Problem description:
Extract each record and reproduce it exactly.

↓

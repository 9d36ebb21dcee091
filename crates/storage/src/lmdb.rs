//! LmdbBackend: durable tables in an LMDB environment
//!
//! Each [`Table`] is a named LMDB database of raw bytes inside one
//! environment directory. LMDB allows a single writer at a time across every
//! process that opens the directory, so [`Backend::write_txn`] is the
//! writer critical section; readers get MVCC snapshots and never block.

use std::ops::Bound;
use std::path::{Path, PathBuf};

use heed::types::Bytes;
use heed::{Database, Env, EnvOpenOptions, RoTxn, RwTxn};
use tracing::debug;

use gink_core::{Error, Result};

use crate::kv::{is_empty_range, Backend, Direction, ReadTxn, Table, Visitor, WriteTxn};

type Db = Database<Bytes, Bytes>;

fn storage_error(e: heed::Error) -> Error {
    Error::StorageError(e.to_string())
}

/// Tables stored in an LMDB environment.
pub struct LmdbBackend {
    env: Env,
    dbs: Vec<Db>,
    path: PathBuf,
}

impl std::fmt::Debug for LmdbBackend {
    fn fmt(&self, f: &mut std::fmt::Formatter<'_>) -> std::fmt::Result {
        f.debug_struct("LmdbBackend").field("path", &self.path).finish()
    }
}

impl LmdbBackend {
    /// Open (creating if needed) the environment in directory `path`.
    pub fn open(path: impl AsRef<Path>, map_size: usize) -> Result<Self> {
        let path = path.as_ref().to_path_buf();
        std::fs::create_dir_all(&path)?;
        // SAFETY: the environment is opened once per backend and never
        // concurrently reopened from this process with different options.
        let env = unsafe {
            EnvOpenOptions::new()
                .map_size(map_size)
                .max_dbs(Table::ALL.len() as u32 + 8)
                .open(&path)
        }
        .map_err(storage_error)?;

        let mut wtxn = env.write_txn().map_err(storage_error)?;
        let mut dbs = Vec::with_capacity(Table::ALL.len());
        for table in Table::ALL {
            let db: Db = env
                .create_database(&mut wtxn, Some(table.name()))
                .map_err(storage_error)?;
            dbs.push(db);
        }
        wtxn.commit().map_err(storage_error)?;
        debug!(path = %path.display(), "opened lmdb environment");
        Ok(Self { env, dbs, path })
    }

    /// Directory of the environment.
    pub fn path(&self) -> &Path {
        &self.path
    }

    fn db(&self, table: Table) -> Db {
        self.dbs[table.index()]
    }
}

impl Backend for LmdbBackend {
    type Read<'a> = LmdbRead<'a>;
    type Write<'a> = LmdbWrite<'a>;

    fn read_txn(&self) -> Result<LmdbRead<'_>> {
        Ok(LmdbRead {
            backend: self,
            txn: self.env.read_txn().map_err(storage_error)?,
        })
    }

    fn write_txn(&self) -> Result<LmdbWrite<'_>> {
        Ok(LmdbWrite {
            backend: self,
            txn: self.env.write_txn().map_err(storage_error)?,
        })
    }

    fn kind(&self) -> &'static str {
        "lmdb"
    }
}

// =============================================================================
// Transactions
// =============================================================================

fn walk_db(
    db: Db,
    txn: &RoTxn<'_>,
    lower: Bound<&[u8]>,
    upper: Bound<&[u8]>,
    direction: Direction,
    visit: &mut Visitor<'_>,
) -> Result<()> {
    if is_empty_range(lower, upper) {
        return Ok(());
    }
    let range = (lower, upper);
    match direction {
        Direction::Forward => {
            for item in db.range(txn, &range).map_err(storage_error)? {
                let (k, v) = item.map_err(storage_error)?;
                if visit(k, v)?.is_break() {
                    break;
                }
            }
        }
        Direction::Reverse => {
            for item in db.rev_range(txn, &range).map_err(storage_error)? {
                let (k, v) = item.map_err(storage_error)?;
                if visit(k, v)?.is_break() {
                    break;
                }
            }
        }
    }
    Ok(())
}

/// Snapshot reader.
pub struct LmdbRead<'a> {
    backend: &'a LmdbBackend,
    txn: RoTxn<'a>,
}

impl ReadTxn for LmdbRead<'_> {
    fn get(&self, table: Table, key: &[u8]) -> Result<Option<Vec<u8>>> {
        let found = self
            .backend
            .db(table)
            .get(&self.txn, key)
            .map_err(storage_error)?;
        Ok(found.map(<[u8]>::to_vec))
    }

    fn walk(
        &self,
        table: Table,
        lower: Bound<&[u8]>,
        upper: Bound<&[u8]>,
        direction: Direction,
        visit: &mut Visitor<'_>,
    ) -> Result<()> {
        walk_db(self.backend.db(table), &self.txn, lower, upper, direction, visit)
    }
}

/// The environment's single writer; aborts on drop unless committed.
pub struct LmdbWrite<'a> {
    backend: &'a LmdbBackend,
    txn: RwTxn<'a>,
}

impl ReadTxn for LmdbWrite<'_> {
    fn get(&self, table: Table, key: &[u8]) -> Result<Option<Vec<u8>>> {
        let found = self
            .backend
            .db(table)
            .get(&self.txn, key)
            .map_err(storage_error)?;
        Ok(found.map(<[u8]>::to_vec))
    }

    fn walk(
        &self,
        table: Table,
        lower: Bound<&[u8]>,
        upper: Bound<&[u8]>,
        direction: Direction,
        visit: &mut Visitor<'_>,
    ) -> Result<()> {
        walk_db(self.backend.db(table), &self.txn, lower, upper, direction, visit)
    }
}

impl WriteTxn for LmdbWrite<'_> {
    fn put(&mut self, table: Table, key: &[u8], value: &[u8]) -> Result<()> {
        self.backend
            .db(table)
            .put(&mut self.txn, key, value)
            .map_err(storage_error)
    }

    fn delete(&mut self, table: Table, key: &[u8]) -> Result<bool> {
        self.backend
            .db(table)
            .delete(&mut self.txn, key)
            .map_err(storage_error)
    }

    fn clear(&mut self, table: Table) -> Result<()> {
        self.backend
            .db(table)
            .clear(&mut self.txn)
            .map_err(storage_error)
    }

    fn commit(self) -> Result<()> {
        self.txn.commit().map_err(storage_error)
    }
}

#[cfg(test)]
mod tests {
    use super::*;

    #[test]
    fn test_reopen_keeps_data() {
        let dir = tempfile::tempdir().unwrap();
        {
            let backend = LmdbBackend::open(dir.path(), 1 << 24).unwrap();
            let mut txn = backend.write_txn().unwrap();
            txn.put(Table::Chains, b"chain", b"head").unwrap();
            txn.commit().unwrap();
        }
        let backend = LmdbBackend::open(dir.path(), 1 << 24).unwrap();
        let read = backend.read_txn().unwrap();
        assert_eq!(read.get(Table::Chains, b"chain").unwrap(), Some(b"head".to_vec()));
        assert_eq!(read.get(Table::Entries, b"chain").unwrap(), None);
    }

    #[test]
    fn test_abort_on_drop() {
        let dir = tempfile::tempdir().unwrap();
        let backend = LmdbBackend::open(dir.path(), 1 << 24).unwrap();
        {
            let mut txn = backend.write_txn().unwrap();
            txn.put(Table::Entries, b"k", b"v").unwrap();
        }
        let read = backend.read_txn().unwrap();
        assert!(read.get(Table::Entries, b"k").unwrap().is_none());
    }

    #[test]
    fn test_reverse_walk_with_boundary() {
        let dir = tempfile::tempdir().unwrap();
        let backend = LmdbBackend::open(dir.path(), 1 << 24).unwrap();
        let mut txn = backend.write_txn().unwrap();
        for key in [&b"p1"[..], b"p2", b"p3", b"q"] {
            txn.put(Table::Placements, key, b"").unwrap();
        }
        let found = txn
            .last_with_prefix(Table::Placements, b"p", Some(b"p3"))
            .unwrap();
        assert_eq!(found.map(|(k, _)| k), Some(b"p2".to_vec()));
        let removed = txn.delete_prefix(Table::Placements, b"p").unwrap();
        assert_eq!(removed.len(), 3);
        txn.commit().unwrap();
    }
}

↑

Finished exercise:
repository 9d36ebb21dcee091
filename crates/storage/src/lmdb.rs
//! LmdbBackend: durable tables in an LMDB environment
//!
//! Each [`Table`] is a named LMDB database of raw bytes inside one
//! environment directory. LMDB allows a single writer at a time across every
//! process that opens the directory, so [`Backend::write_txn`] is the
//! writer critical section; readers get MVCC snapshots and never block.

use std::ops::Bound;
use std::path::{Path, PathBuf};

use heed::types::Bytes;
use heed::{Database, Env, EnvOpenOptions, RoTxn, RwTxn};
use tracing::debug;

use gink_core::{Error, Result};

use crate::kv::{is_empty_range, Backend, Direction, ReadTxn, Table, Visitor, WriteTxn};

type Db = Database<Bytes, Bytes>;

fn storage_error(e: heed::Error) -> Error {
    Error::StorageError(e.to_string())
}

/// Tables stored in an LMDB environment.
pub struct LmdbBackend {
    env: Env,
    dbs: Vec<Db>,
    path: PathBuf,
}

impl std::fmt::Debug for LmdbBackend {
    fn fmt(&self, f: &mut std::fmt::Formatter<'_>) -> std::fmt::Result {
        f.debug_struct("LmdbBackend").field("path", &self.path).finish()
    }
}

impl LmdbBackend {
    /// Open (creating if needed) the environment in directory `path`.
    pub fn open(path: impl AsRef<Path>, map_size: usize) -> Result<Self> {
        let path = path.as_ref().to_path_buf();
        std::fs::create_dir_all(&path)?;
        // SAFETY: the environment is opened once per backend and never
        // concurrently reopened from this process with different options.
        let env = unsafe {
            EnvOpenOptions::new()
                .map_size(map_size)
                .max_dbs(Table::ALL.len() as u32 + 8)
                .open(&path)
        }
        .map_err(storage_error)?;

        let mut wtxn = env.write_txn().map_err(storage_error)?;
        let mut dbs = Vec::with_capacity(Table::ALL.len());
        for table in Table::ALL {
            let db: Db = env
                .create_database(&mut wtxn, Some(table.name()))
                .map_err(storage_error)?;
            dbs.push(db);
        }
        wtxn.commit().map_err(storage_error)?;
        debug!(path = %path.display(), "opened lmdb environment");
        Ok(Self { env, dbs, path })
    }

    /// Directory of the environment.
    pub fn path(&self) -> &Path {
        &self.path
    }

    fn db(&self, table: Table) -> Db {
        self.dbs[table.index()]
    }
}

impl Backend for LmdbBackend {
    type Read<'a> = LmdbRead<'a>;
    type Write<'a> = LmdbWrite<'a>;

    fn read_txn(&self) -> Result<LmdbRead<'_>> {
        Ok(LmdbRead {
            backend: self,
            txn: self.env.read_txn().map_err(storage_error)?,
        })
    }

    fn write_txn(&self) -> Result<LmdbWrite<'_>> {
        Ok(LmdbWrite {
            backend: self,
            txn: self.env.write_txn().map_err(storage_error)?,
        })
    }

    fn kind(&self) -> &'static str {
        "lmdb"
    }
}

// =============================================================================
// Transactions
// =============================================================================

fn walk_db(
    db: Db,
    txn: &RoTxn<'_>,
    lower: Bound<&[u8]>,
    upper: Bound<&[u8]>,
    direction: Direction,
    visit: &mut Visitor<'_>,
) -> Result<()> {
    if is_empty_range(lower, upper) {
        return Ok(());
    }
    let range = (lower, upper);
    match direction {
        Direction::Forward => {
            for item in db.range(txn, &range).map_err(storage_error)? {
                let (k, v) = item.map_err(storage_error)?;
                if visit(k, v)?.is_break() {
                    break;
                }
            }
        }
        Direction::Reverse => {
            for item in db.rev_range(txn, &range).map_err(storage_error)? {
                let (k, v) = item.map_err(storage_error)?;
                if visit(k, v)?.is_break() {
                    break;
                }
            }
        }
    }
    Ok(())
}

/// Snapshot reader.
pub struct LmdbRead<'a> {
    backend: &'a LmdbBackend,
    txn: RoTxn<'a>,
}

impl ReadTxn for LmdbRead<'_> {
    fn get(&self, table: Table, key: &[u8]) -> Result<Option<Vec<u8>>> {
        let found = self
            .backend
            .db(table)
            .get(&self.txn, key)
            .map_err(storage_error)?;
        Ok(found.map(<[u8]>::to_vec))
    }

    fn walk(
        &self,
        table: Table,
        lower: Bound<&[u8]>,
        upper: Bound<&[u8]>,
        direction: Direction,
        visit: &mut Visitor<'_>,
    ) -> Result<()> {
        walk_db(self.backend.db(table), &self.txn, lower, upper, direction, visit)
    }
}

/// The environment's single writer; aborts on drop unless committed.
pub struct LmdbWrite<'a> {
    backend: &'a LmdbBackend,
    txn: RwTxn<'a>,
}

impl ReadTxn for LmdbWrite<'_> {
    fn get(&self, table: Table, key: &[u8]) -> Result<Option<Vec<u8>>> {
        let found = self
            .backend
            .db(table)
            .get(&self.txn, key)
            .map_err(storage_error)?;
        Ok(found.map(<[u8]>::to_vec))
    }

    fn walk(
        &self,
        table: Table,
        lower: Bound<&[u8]>,
        upper: Bound<&[u8]>,
        direction: Direction,
        visit: &mut Visitor<'_>,
    ) -> Result<()> {
        walk_db(self.backend.db(table), &self.txn, lower, upper, direction, visit)
    }
}

impl WriteTxn for LmdbWrite<'_> {
    fn put(&mut self, table: Table, key: &[u8], value: &[u8]) -> Result<()> {
        self.backend
            .db(table)
            .put(&mut self.txn, key, value)
            .map_err(storage_error)
    }

    fn delete(&mut self, table: Table, key: &[u8]) -> Result<bool> {
        self.backend
            .db(table)
            .delete(&mut self.txn, key)
            .map_err(storage_error)
    }

    fn clear(&mut self, table: Table) -> Result<()> {
        self.backend
            .db(table)
            .clear(&mut self.txn)
            .map_err(storage_error)
    }

    fn commit(self) -> Result<()> {
        self.txn.commit().map_err(storage_error)
    }
}

#[cfg(test)]
mod tests {
    use super::*;

    #[test]
    fn test_reopen_keeps_data() {
        let dir = tempfile::tempdir().unwrap();
        {
            let backend = LmdbBackend::open(dir.path(), 1 << 24).unwrap();
            let mut txn = backend.write_txn().unwrap();
            txn.put(Table::Chains, b"chain", b"head").unwrap();
            txn.commit().unwrap();
        }
        let backend = LmdbBackend::open(dir.path(), 1 << 24).unwrap();
        let read = backend.read_txn().unwrap();
        assert_eq!(read.get(Table::Chains, b"chain").unwrap(), Some(b"head".to_vec()));
        assert_eq!(read.get(Table::Entries, b"chain").unwrap(), None);
    }

    #[test]
    fn test_abort_on_drop() {
        let dir = tempfile::tempdir().unwrap();
        let backend = LmdbBackend::open(dir.path(), 1 << 24).unwrap();
        {
            let mut txn = backend.write_txn().unwrap();
            txn.put(Table::Entries, b"k", b"v").unwrap();
        }
        let read = backend.read_txn().unwrap();
        assert!(read.get(Table::Entries, b"k").unwrap().is_none());
    }

    #[test]
    fn test_reverse_walk_with_boundary() {
        let dir = tempfile::tempdir().unwrap();
        let backend = LmdbBackend::open(dir.path(), 1 << 24).unwrap();
        let mut txn = backend.write_txn().unwrap();
        for key in [&b"p1"[..], b"p2", b"p3", b"q"] {
            txn.put(Table::Placements, key, b"").unwrap();
        }
        let found = txn
            .last_with_prefix(Table::Placements, b"p", Some(b"p3"))
            .unwrap();
        assert_eq!(found.map(|(k, _)| k), Some(b"p2".to_vec()));
        let removed = txn.delete_prefix(Table::Placements, b"p").unwrap();
        assert_eq!(removed.len(), 3);
        txn.commit().unwrap();
    }
}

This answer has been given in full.